Disk Title: "Bluegrass Music"
Titles: Lord I Fell in Love with Thee, It’s Raining in My Heart, Jesus Rose from the Dead, When the Grass Grows Over Me, Mary Ann, In The Nettles, The Judgement Day Is Near, The Field of Blooming Flowers, Melody for Baby, The Old Man in the Park, The Sun of My Lifetime, The Meadows where the Railroad Ends, You Can Give Her, You’ll Reap what you have Sown.
The Review
Yer Ed. asked me to review this CD only the day before I was due to visit the Czech Republic. This was to be my eighth visit to the former Czechoslovakia and, amongst other things, I thought I was quite familiar with the Czech bluegrass scene. The Czechs’ love of bluegrass is related to a movement called “Trampers”; groups of people who walked the countryside, camped, sat round campfires and played protest music, country and bluegrass.

There are two extremes to the Czechs’ approach to bluegrass. At one end there is Druha Trava and Pontnici who play with soul, rocking bass, lots of energy and jazz influences and sing with bass-gravel voices. At the other extreme bands sing bluegrass with full American style harmonies and sound for all the world as though they have just spent the last five years playing bluegrass festivals in North Carolina. Monogram are an excellent example of the second type. Like another young Czech band, Vbank Unit, they sing beautifully with hardly a trace of accent and their playing is as good as you’ll hear in any corner of the USA. The production and studio work are excellent, vocals are clean and well balanced with instrumental work brought forward and back into the mix to make good bluegrass.

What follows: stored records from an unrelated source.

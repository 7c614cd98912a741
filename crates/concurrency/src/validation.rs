//! Transaction validation for OCC
//!
//! This module implements conflict detection per Section 3 of
//! `docs/architecture/M2_TRANSACTION_SEMANTICS.md`.
//!
//! Key rules from the spec:
//! - First-committer-wins based on READ-SET, not write-set
//! - Blind writes (write without read) do NOT conflict
//! - CAS is validated separately from read-set
//! - Write skew is ALLOWED (do not try to prevent it)

use crate::transaction::{CASOperation, TransactionContext};
use strata_core::traits::Storage;
use strata_core::types::Key;
use strata_core::value::Value;
use std::collections::HashMap;

/// Types of conflicts that can occur during transaction validation
///
/// See spec Section 3.1 for when each conflict type occurs.
#[derive(Debug, Clone, PartialEq, Eq)]
pub enum ConflictType {
    /// Read-write conflict: key was read at one version but current version differs
    ///
    /// From spec Section 3.1 Condition 1:
    /// "T1 read key K and recorded version V in its read_set.
    ///  At commit time, the current storage version of K is V' where V' != V"
    ReadWriteConflict {
        /// The key that has a conflict
        key: Key,
        /// Version recorded in read_set when read
        read_version: u64,
        /// Current version in storage at validation time
        current_version: u64,
    },

    /// CAS conflict: expected version doesn't match current version
    ///
    /// From spec Section 3.1 Condition 3:
    /// "T1 called CAS(K, expected_version=V, new_value).
    ///  At commit time, current storage version of K != V"
    CASConflict {
        /// The key that has a CAS conflict
        key: Key,
        /// Expected version specified in CAS operation
        expected_version: u64,
        /// Current version in storage at validation time
        current_version: u64,
    },

    /// JSON document conflict: document version changed since read
    ///
    /// From M5 spec: Conflict occurs when a JSON document read during
    /// the transaction has been modified by another transaction.
    /// This is conservative (document-level) conflict detection.
    JsonDocConflict {
        /// The key of the JSON document with a conflict
        key: Key,
        /// Document version when read (snapshot version)
        snapshot_version: u64,
        /// Current document version at validation time
        current_version: u64,
    },

    /// JSON path read-write conflict: read and write paths overlap
    ///
    /// From M5 Epic 31: Region-based conflict detection.
    /// Conflict occurs when a read at path X overlaps with a write at path Y.
    /// Overlap means X is ancestor, descendant, or equal to Y.
    JsonPathReadWriteConflict {
        /// The key of the JSON document
        key: Key,
        /// The path that was read
        read_path: strata_core::json::JsonPath,
        /// The path that was written (overlaps with read_path)
        write_path: strata_core::json::JsonPath,
    },

    /// JSON path write-write conflict: two writes to overlapping paths
    ///
    /// From M5 Epic 31: Region-based conflict detection.
    /// Conflict occurs when two writes within the same transaction target
    /// overlapping paths. This is a semantic error.
    JsonPathWriteWriteConflict {
        /// The key of the JSON document
        key: Key,
        /// The first write path
        path1: strata_core::json::JsonPath,
        /// The second write path (overlaps with path1)
        path2: strata_core::json::JsonPath,
    },
}

/// Result of transaction validation
///
/// Accumulates all conflicts found during validation.
/// A transaction commits only if is_valid() returns true.
#[derive(Debug, Clone)]
pub struct ValidationResult {
    /// All conflicts detected during validation
    pub conflicts: Vec<ConflictType>,
}

impl ValidationResult {
    /// Create a successful validation result (no conflicts)
    pub fn ok() -> Self {
        ValidationResult {
            conflicts: Vec::new(),
        }
    }

    /// Create a validation result with a single conflict
    pub fn conflict(conflict: ConflictType) -> Self {
        ValidationResult {
            conflicts: vec![conflict],
        }
    }

    /// Check if validation passed (no conflicts)
    pub fn is_valid(&self) -> bool {
        self.conflicts.is_empty()
    }

    /// Merge another validation result into this one
    ///
    /// Used to combine results from different validation phases.
    pub fn merge(&mut self, other: ValidationResult) {
        self.conflicts.extend(other.conflicts);
    }

    /// Get the number of conflicts
    pub fn conflict_count(&self) -> usize {
        self.conflicts.len()
    }
}

/// Validate the read-set against current storage state
///
/// Per spec Section 3.1 Condition 1:
/// - For each key in read_set, check if current version matches read version
/// - If any version changed, report ReadWriteConflict
///
/// # Arguments
/// * `read_set` - Keys read with their versions at read time
/// * `store` - Storage to check current versions against
///
/// # Returns
/// ValidationResult with any ReadWriteConflicts found
pub fn validate_read_set<S: Storage>(read_set: &HashMap<Key, u64>, store: &S) -> ValidationResult {
    let mut result = ValidationResult::ok();

    for (key, read_version) in read_set {
        // Get current version from storage
        let current_version = match store.get(key) {
            Ok(Some(vv)) => vv.version,
            Ok(None) => 0, // Key doesn't exist = version 0
            Err(_) => {
                // Storage error - treat as version 0 (conservative)
                0
            }
        };

        // Check if version changed
        if current_version != *read_version {
            result.conflicts.push(ConflictType::ReadWriteConflict {
                key: key.clone(),
                read_version: *read_version,
                current_version,
            });
        }
    }

    result
}

/// Validate the write-set against current storage state
///
/// Per spec Section 3.2 Scenario 1 (Blind Write):
/// - Blind writes (write without read) do NOT conflict
/// - First-committer-wins is based on READ-SET, not write-set
///
/// This function always returns OK because:
/// - If key was read → conflict detected by validate_read_set()
/// - If key was NOT read (blind write) → no conflict
///
/// # Arguments
/// * `write_set` - Keys to be written with their new values
/// * `_read_set` - Keys that were read (for context, not used)
/// * `_start_version` - Transaction's start version (not used)
/// * `_store` - Storage to check (not used)
///
/// # Returns
/// ValidationResult (always valid for pure blind writes)
#[allow(clippy::ptr_arg)]
pub fn validate_write_set<S: Storage>(
    write_set: &HashMap<Key, Value>,
    _read_set: &HashMap<Key, u64>,
    _start_version: u64,
    _store: &S,
) -> ValidationResult {
    // Per spec: Blind writes do NOT conflict
    // Write-write conflict is only detected when the key was ALSO READ
    // That case is handled by validate_read_set()
    //
    // From spec Section 3.2:
    // "First-committer-wins is based on the READ-SET, not the write-set."

    // Note: We could add optional write-write conflict detection here
    // for keys in BOTH write_set AND read_set, but that's redundant
    // with read-set validation. Keeping this simple per spec.

    let _ = write_set; // Acknowledge parameter (used for type checking)

    ValidationResult::ok()
}

/// Validate CAS operations against current storage state
///
/// Per spec Section 3.1 Condition 3:
/// - For each CAS op, check if current version matches expected_version
/// - If versions don't match, report CASConflict
///
/// Per spec Section 3.4:
/// - CAS does NOT add to read_set (validated separately)
/// - expected_version=0 means "key must not exist"
///
/// # Arguments
/// * `cas_set` - CAS operations to validate
/// * `store` - Storage to check current versions against
///
/// # Returns
/// ValidationResult with any CASConflicts found
pub fn validate_cas_set<S: Storage>(cas_set: &[CASOperation], store: &S) -> ValidationResult {
    let mut result = ValidationResult::ok();

    for cas_op in cas_set {
        // Get current version from storage
        let current_version = match store.get(&cas_op.key) {
            Ok(Some(vv)) => vv.version,
            Ok(None) => 0, // Key doesn't exist = version 0
            Err(_) => 0,   // Storage error = treat as non-existent
        };

        // Check if expected version matches
        if current_version != cas_op.expected_version {
            result.conflicts.push(ConflictType::CASConflict {
                key: cas_op.key.clone(),
                expected_version: cas_op.expected_version,
                current_version,
            });
        }
    }

    result
}

/// Validate JSON document versions against current storage state
///
/// Per M5 spec: JSON conflict detection is document-level (conservative).
/// If any JSON document read during the transaction has been modified,
/// the transaction must abort.
///
/// # Arguments
/// * `json_snapshot_versions` - Document keys and their versions at read time
/// * `store` - Storage to check current versions against
///
/// # Returns
/// ValidationResult with any JsonDocConflicts found
pub fn validate_json_set<S: Storage>(
    json_snapshot_versions: Option<&HashMap<Key, u64>>,
    store: &S,
) -> ValidationResult {
    let mut result = ValidationResult::ok();

    let Some(versions) = json_snapshot_versions else {
        return result; // No JSON operations = no JSON conflicts
    };

    for (key, snapshot_version) in versions {
        // Get current version from storage
        let current_version = match store.get(key) {
            Ok(Some(vv)) => vv.version,
            Ok(None) => 0, // Document deleted = version 0
            Err(_) => 0,   // Storage error = treat as deleted
        };

        // Check if version changed since transaction read it
        if current_version != *snapshot_version {
            result.conflicts.push(ConflictType::JsonDocConflict {
                key: key.clone(),
                snapshot_version: *snapshot_version,
                current_version,
            });
        }
    }

    result
}

/// Validate JSON path-level conflicts (M5 Epic 31)
///
/// This provides region-based conflict detection for JSON operations.
/// It checks for:
/// - Write-write conflicts: Two writes to overlapping paths within the transaction
///
/// Note: Read-write path conflicts are intentionally NOT checked here because
/// reading a path and then writing to an overlapping path is valid behavior
/// (read-your-writes semantics). The version-based conflict detection in
/// `validate_json_set` already handles the case where concurrent transactions
/// modify the same document.
///
/// # Arguments
/// * `json_reads` - JSON paths that were read during the transaction
/// * `json_writes` - JSON patches to be applied
///
/// # Returns
/// ValidationResult with any path conflicts found
pub fn validate_json_paths(
    json_reads: &[crate::transaction::JsonPathRead],
    json_writes: &[crate::transaction::JsonPatchEntry],
) -> ValidationResult {
    use crate::conflict::{check_write_write_conflicts, ConflictResult};

    let mut result = ValidationResult::ok();

    // Check for write-write conflicts (overlapping write paths)
    // This is a semantic error - the order of writes matters and the result is undefined
    for conflict in check_write_write_conflicts(json_writes) {
        if let ConflictResult::WriteWriteConflict { key, path1, path2 } = conflict {
            result
                .conflicts
                .push(ConflictType::JsonPathWriteWriteConflict { key, path1, path2 });
        }
    }

    // Note: We intentionally do NOT check read-write path conflicts here.
    // Reading a path and then writing to it (or a parent/child path) is valid
    // behavior within a single transaction. The document-level version check
    // handles concurrent modification by other transactions.
    let _ = json_reads; // Acknowledge the parameter

    result
}

/// Validate a complete transaction against current storage state
///
/// Per spec Section 3 (Conflict Detection):
/// 1. Validates read-set: detects read-write conflicts (first-committer-wins)
/// 2. Validates write-set: currently no-op (blind writes don't conflict)
/// 3. Validates CAS-set: ensures expected versions still match
/// 4. Validates JSON-set: ensures JSON document versions haven't changed (M5)
/// 5. Validates JSON paths: ensures no overlapping writes within transaction (M5 Epic 31)
///
/// **Per spec Section 3.2 Scenario 3**: Read-only transactions ALWAYS succeed.
/// If a transaction has no writes (empty write_set, delete_set, cas_set, and json_writes),
/// validation is skipped entirely and the transaction succeeds.
///
/// # Arguments
/// * `txn` - Transaction to validate (should be in Validating state for correctness,
///   but this function doesn't enforce that)
/// * `store` - Current storage state to validate against
///
/// # Returns
/// ValidationResult containing any conflicts found
///
/// # Spec Reference
/// - Section 3.1: When conflicts occur
/// - Section 3.2: Conflict scenarios (including read-only transaction rule)
/// - Section 3.3: First-committer-wins rule
/// - M5: JSON document-level conflict detection
pub fn validate_transaction<S: Storage>(txn: &TransactionContext, store: &S) -> ValidationResult {
    // Per spec Section 3.2 Scenario 3: Read-only transactions ALWAYS commit.
    // "Read-Only Transaction: T1 only reads keys, never writes any → ALWAYS COMMITS"
    // "Why: Read-only transactions have no writes to validate. They simply return their snapshot view."
    // Note: We also need to check for JSON writes
    if txn.is_read_only() && txn.json_writes().is_empty() {
        return ValidationResult::ok();
    }

    let mut result = ValidationResult::ok();

    // 1. Validate read-set (detects read-write conflicts)
    result.merge(validate_read_set(&txn.read_set, store));

    // 2. Validate write-set (currently no-op, but may detect conflicts in future)
    result.merge(validate_write_set(
        &txn.write_set,
        &txn.read_set,
        txn.start_version,
        store,
    ));

    // 3. Validate CAS-set (detects version mismatches)
    result.merge(validate_cas_set(&txn.cas_set, store));

    // 4. Validate JSON-set (detects JSON document version changes)
    result.merge(validate_json_set(txn.json_snapshot_versions(), store));

    // 5. Validate JSON paths (detects overlapping writes within transaction)
    result.merge(validate_json_paths(txn.json_reads(), txn.json_writes()));

    result
}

This CD is all the more remarkable because members of the band have written 9 of the 14 tracks. These are not 9 run-of-the-mill numbers; these are tracks that would grace the CD of many first division bands. This CD is a bluegrass gospel album reminiscent of a Doyle Lawson product, though it doesn’t have the high tenor voice associated with the master. The tunes though are in the genre, inventive, the words hang together well and the stories told offer a new twist to the gospel (not that I’m an expert, Vicar!). The line-up is guitar, banjo, mandolin, upright bass and the outstanding Czech dobro player Lubos Novotny is featured on various tracks. I’m not going to review every track - but just say that this is a very, very good album. I’ve played it to friends who are steeped in the bluegrass tradition and they have also pronounced it good! I hope someone can persuade Monogram to visit the UK - they would delight a British audience. I have to send this CD back now - where can I get my own copy?

Pete Wraith, Leeds.

Editors note: The CD is available direct from Arthur Robinson and from Frets Old & New.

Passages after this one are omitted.